The exclusion of guidelines that are not available in their final version and the temporal restriction of the search, although necessary to ensure the consistency of the data analyzed, represent some limitations of this study. The exclusion of unavailable guidelines could have limited the inclusion of emerging recommendations, which is relevant considering the rapid evolution of this field of study. On the other hand, the temporal limitation could affect the timeliness of the conclusions. These limitations underline the importance of future research integrating new guidelines.

One of the main challenges in integrating this component in maternal-fetal clinical practice guidelines is the variability and complexity of values and patient preferences in this clinical context. This makes it difficult to align them uniformly with the recommendations. In addition, local applicability and resource availability also play a key role, as differences between clinical settings and limited access to adequate resources can make it difficult to adapt guidelines to all clinical situations effectively.

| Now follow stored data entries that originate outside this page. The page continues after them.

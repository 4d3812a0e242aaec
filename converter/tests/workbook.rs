use quizbank::{convert, inspect, load_table, ConvertConfig, ConvertError, QuestionRecord, SheetError};
use std::fs;
use std::path::{Path, PathBuf};
use umya_spreadsheet::structs::{Spreadsheet, Worksheet};

const HEADER: [&str; 9] = [
    "单选题型", "题目标题", "选项A", "选项B", "选项C", "选项D", "正确答案", "答案解析", "分值",
];

enum V {
    T(&'static str),
    N(f64),
    E,
}

fn fill(sheet: &mut Worksheet, rows: &[Vec<V>]) {
    for (r, row) in rows.iter().enumerate() {
        for (c, value) in row.iter().enumerate() {
            let coord = (c as u32 + 1, r as u32 + 1);
            match value {
                V::T(s) => {
                    sheet.get_cell_mut(coord).set_value_string(*s);
                }
                V::N(n) => {
                    sheet.get_cell_mut(coord).set_value_number(*n);
                }
                V::E => {}
            }
        }
    }
}

fn header_row() -> Vec<V> {
    HEADER.iter().map(|&h| V::T(h)).collect()
}

fn question_rows() -> Vec<Vec<V>> {
    use V::{E, N, T};
    vec![
        header_row(),
        vec![E, T("2+2=?"), N(3.0), N(4.0), E, E, T(" B "), E, N(2.0)],
        vec![],
        vec![N(7.0), T("只有标题"), E, E, E, E, E, E, E],
        vec![E, T("第三题"), T("甲"), E, T("丙"), E, T("C"), T("丙是答案"), E],
    ]
}

fn save(book: &Spreadsheet, dir: &Path, name: &str) -> PathBuf {
    let path = dir.join(name);
    umya_spreadsheet::writer::xlsx::write(book, &path).unwrap();
    path
}

fn question_workbook(dir: &Path) -> PathBuf {
    let mut book = umya_spreadsheet::new_file();
    fill(book.get_active_sheet_mut(), &question_rows());
    save(&book, dir, "题库.xlsx")
}

#[test]
fn converts_first_sheet_of_workbook() {
    let dir = tempfile::tempdir().unwrap();
    let input = question_workbook(dir.path());
    let output = dir.path().join("questions.json");

    let summary = convert(&ConvertConfig::new(&input, &output)).unwrap();
    assert_eq!(summary.count, 3);
    assert_eq!(summary.skipped_blank, 1);
    assert_eq!(summary.sheet, "Sheet1");

    let records: Vec<QuestionRecord> =
        serde_json::from_str(&fs::read_to_string(&output).unwrap()).unwrap();

    assert_eq!(records[0].id, 1);
    assert_eq!(records[0].options, vec!["A. 3", "B. 4"]);
    assert_eq!(records[0].answer, "B");
    assert_eq!(records[0].score, 2);

    assert_eq!(records[1].id, 7);
    assert!(records[1].options.is_empty());
    assert_eq!(records[1].answer, "");
    assert_eq!(records[1].score, 1);

    // The blank row between them does not take a position
    assert_eq!(records[2].id, 3);
    assert_eq!(records[2].options, vec!["A. 甲", "C. 丙"]);
    assert_eq!(records[2].explanation, "丙是答案");
}

#[test]
fn blank_row_then_title_only_question_gets_next_id() {
    use V::{E, T};
    let dir = tempfile::tempdir().unwrap();
    let mut book = umya_spreadsheet::new_file();
    fill(
        book.get_active_sheet_mut(),
        &[
            header_row(),
            vec![E, T("第一题"), T("甲"), T("乙"), E, E, T("A"), E, E],
            vec![],
            vec![E, T("第二题")],
        ],
    );
    let input = save(&book, dir.path(), "bank.xlsx");
    let output = dir.path().join("questions.json");

    convert(&ConvertConfig::new(&input, &output)).unwrap();

    let records: Vec<QuestionRecord> =
        serde_json::from_str(&fs::read_to_string(&output).unwrap()).unwrap();
    let ids: Vec<i64> = records.iter().map(|r| r.id).collect();
    assert_eq!(ids, vec![1, 2]);
}

#[test]
fn named_sheet_is_used_and_first_sheet_schema_is_checked() {
    use V::T;
    let dir = tempfile::tempdir().unwrap();
    let mut book = umya_spreadsheet::new_file();
    fill(
        book.get_active_sheet_mut(),
        &[vec![T("name"), T("age")], vec![T("Alice"), T("30")]],
    );
    fill(book.new_sheet("题库").unwrap(), &question_rows());
    let input = save(&book, dir.path(), "two-sheets.xlsx");
    let output = dir.path().join("questions.json");

    // Default is the first sheet, which has the wrong columns
    let err = convert(&ConvertConfig::new(&input, &output)).unwrap_err();
    assert!(matches!(err, ConvertError::SchemaMismatch { ref missing } if missing.len() == 9));
    assert!(!output.exists());

    let mut config = ConvertConfig::new(&input, &output);
    config.sheet = Some("题库".to_string());
    let summary = convert(&config).unwrap();
    assert_eq!(summary.sheet, "题库");
    assert_eq!(summary.count, 3);
    assert!(output.exists());
}

#[test]
fn unknown_sheet_lists_available_sheets() {
    let dir = tempfile::tempdir().unwrap();
    let input = question_workbook(dir.path());

    let err = load_table(&input, Some("第二章")).unwrap_err();
    match err {
        SheetError::SheetNotFound { name, available } => {
            assert_eq!(name, "第二章");
            assert_eq!(available, vec!["Sheet1"]);
        }
        other => panic!("unexpected error: {other}"),
    }

    let mut config = ConvertConfig::new(&input, dir.path().join("questions.json"));
    config.sheet = Some("第二章".to_string());
    let err = convert(&config).unwrap_err();
    assert!(matches!(err, ConvertError::Load(SheetError::SheetNotFound { .. })));
}

#[test]
fn empty_sheet_is_an_error() {
    let dir = tempfile::tempdir().unwrap();
    let book = umya_spreadsheet::new_file();
    let input = save(&book, dir.path(), "empty.xlsx");

    let err = load_table(&input, None).unwrap_err();
    assert!(matches!(err, SheetError::EmptySheet(ref name) if name == "Sheet1"));
}

#[test]
fn headers_are_trimmed_and_numeric_headers_become_text() {
    use V::{N, T};
    let dir = tempfile::tempdir().unwrap();
    let mut book = umya_spreadsheet::new_file();
    fill(
        book.get_active_sheet_mut(),
        &[
            vec![T(" 题目标题 "), N(2024.0), T("分值")],
            vec![T("一"), N(1.0), N(2.0)],
        ],
    );
    let input = save(&book, dir.path(), "headers.xlsx");

    let inspection = inspect(&input, None, 3).unwrap();
    assert_eq!(inspection.columns, vec!["题目标题", "2024", "分值"]);
    assert_eq!(inspection.row_count, 1);
    assert_eq!(inspection.sample["分值"]["0"], 2.0);
}
//! Transformation module.
//!
//! - Columns: fixed column names and header resolution
//! - Row: source row to question record
//! - Pipeline: load, transform, write

pub mod columns;
pub mod pipeline;
pub mod row;

pub use columns::ColumnLayout;
pub use pipeline::*;
pub use row::{transform_row, SourceRow};
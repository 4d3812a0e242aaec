//! Row transformer: one source row plus its position becomes one
//! [`QuestionRecord`].
//!
//! Each output field is derived independently:
//!
//! | Field         | Rule                                                    |
//! |---------------|---------------------------------------------------------|
//! | `id`          | identifier as integer, else `position + 1`              |
//! | `question`    | title text                                              |
//! | `options`     | `"<Letter>. <text>"` for each present option, A to D    |
//! | `answer`      | trimmed answer, else `""`                               |
//! | `explanation` | explanation, else [`NO_EXPLANATION`]                    |
//! | `score`       | score as integer, else [`DEFAULT_SCORE`]                |

use crate::error::ConvertError;
use crate::models::{Cell, QuestionRecord, DEFAULT_SCORE, NO_EXPLANATION};

use super::columns::{ColumnLayout, ID_COLUMN, OPTION_COLUMNS, SCORE_COLUMN};

/// Borrowed view of one data row, addressed through a [`ColumnLayout`].
#[derive(Debug, Clone, Copy)]
pub struct SourceRow<'a> {
    cells: &'a [Cell],
    layout: &'a ColumnLayout,
}

impl<'a> SourceRow<'a> {
    pub fn new(cells: &'a [Cell], layout: &'a ColumnLayout) -> Self {
        Self { cells, layout }
    }

    fn get(&self, index: usize) -> &'a Cell {
        static EMPTY: Cell = Cell::Empty;
        self.cells.get(index).unwrap_or(&EMPTY)
    }

    pub fn id(&self) -> &'a Cell {
        self.get(self.layout.id)
    }

    pub fn title(&self) -> &'a Cell {
        self.get(self.layout.title)
    }

    /// Option cells in A, B, C, D order.
    pub fn options(&self) -> [&'a Cell; 4] {
        self.layout.options.map(|i| self.get(i))
    }

    pub fn answer(&self) -> &'a Cell {
        self.get(self.layout.answer)
    }

    pub fn explanation(&self) -> &'a Cell {
        self.get(self.layout.explanation)
    }

    pub fn score(&self) -> &'a Cell {
        self.get(self.layout.score)
    }

    /// Whether every mapped column is empty.
    pub fn is_blank(&self) -> bool {
        self.layout.indices().all(|i| self.get(i).is_empty())
    }
}

/// Convert one row at 0-based `position`.
///
/// Row numbers in errors are `position + 1`, counting non-blank rows.
pub fn transform_row(row: &SourceRow<'_>, position: usize) -> Result<QuestionRecord, ConvertError> {
    let row_number = position + 1;

    let id = match row.id() {
        Cell::Empty => row_number as i64,
        cell => coerce_integer(cell, row_number, ID_COLUMN)?,
    };

    let question = match row.title() {
        Cell::Empty => return Err(ConvertError::MissingTitle { row: row_number }),
        cell => cell.to_string(),
    };

    let options = OPTION_COLUMNS
        .iter()
        .zip(row.options())
        .filter(|(_, cell)| !cell.is_empty())
        .map(|((letter, _), cell)| format!("{}. {}", letter, cell))
        .collect();

    let answer = match row.answer() {
        Cell::Empty => String::new(),
        cell => cell.to_string().trim().to_string(),
    };

    let explanation = match row.explanation() {
        Cell::Empty => NO_EXPLANATION.to_string(),
        cell => cell.to_string(),
    };

    let score = match row.score() {
        Cell::Empty => DEFAULT_SCORE,
        cell => coerce_integer(cell, row_number, SCORE_COLUMN)?,
    };

    Ok(QuestionRecord {
        id,
        question,
        options,
        answer,
        explanation,
        score,
    })
}

fn coerce_integer(cell: &Cell, row: usize, column: &str) -> Result<i64, ConvertError> {
    cell.as_integer()
        .ok_or_else(|| ConvertError::TypeCoercionFailure {
            row,
            column: column.to_string(),
            value: cell.to_string(),
        })
}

In addition, the manuscript notes that organizations with government support tended to score higher in this domain because of their greater ability to perform more comprehensive methodological steps and have greater resources, allowing them to improve the quality of their guidelines. In contrast, recommendations from professional or specialized societies obtained lower scores, reflecting how the lack of financial and methodological resources can influence the quality of guidelines. This aspect is related to the research by Florez et al. [18], which also shows differences in the quality of guidelines according to the type of organization producing them.

Conclusions

Evidence-informed guidelines are fundamental resources for improving clinical practice and public health due to the rigor in their elaboration process. This study emphasizes the importance of improving the quality of maternal-fetal clinical practice guidelines developed by governmental organizations and institutions. It also highlights the need to continue with efforts to adapt or create clinical practice guidelines with GRADE methodology in different countries and evaluate their implementation. With this, it is possible to replicate documents that positively impact health indicators at a global level.

The drive towards evidence-based healthcare is a fundamental pillar for improving the quality and effectiveness of care. However, translating these guidelines into practical interventions at the local level represents one of the greatest challenges. The ability to adapt the guidelines to specific contexts, taking into account socioeconomic and cultural realities, is crucial to ensure their acceptance and effectiveness in clinical practice19.

Concerning maternal-fetal care, it is essential to highlight the need for greater inclusion and consideration of local values and preferences in developing guidelines. The production and adoption of quality clinical practice guidelines is a global challenge. There is an urgent need for broader cooperation and sharing of best practices between countries and organizations to improve the quality of care and reduce disparities in maternal-fetal health worldwide.

Regarding future lines of research, a more comprehensive review could consider other aspects of health care in low-income countries, such as child health, obstetric care in general, infectious diseases, and public health interventions. To obtain a more complete picture of the situation, future research could broaden the focus to encompass a wider range of medical issues and practices. This would identify areas for improvement in health care and promote greater impact on overall health.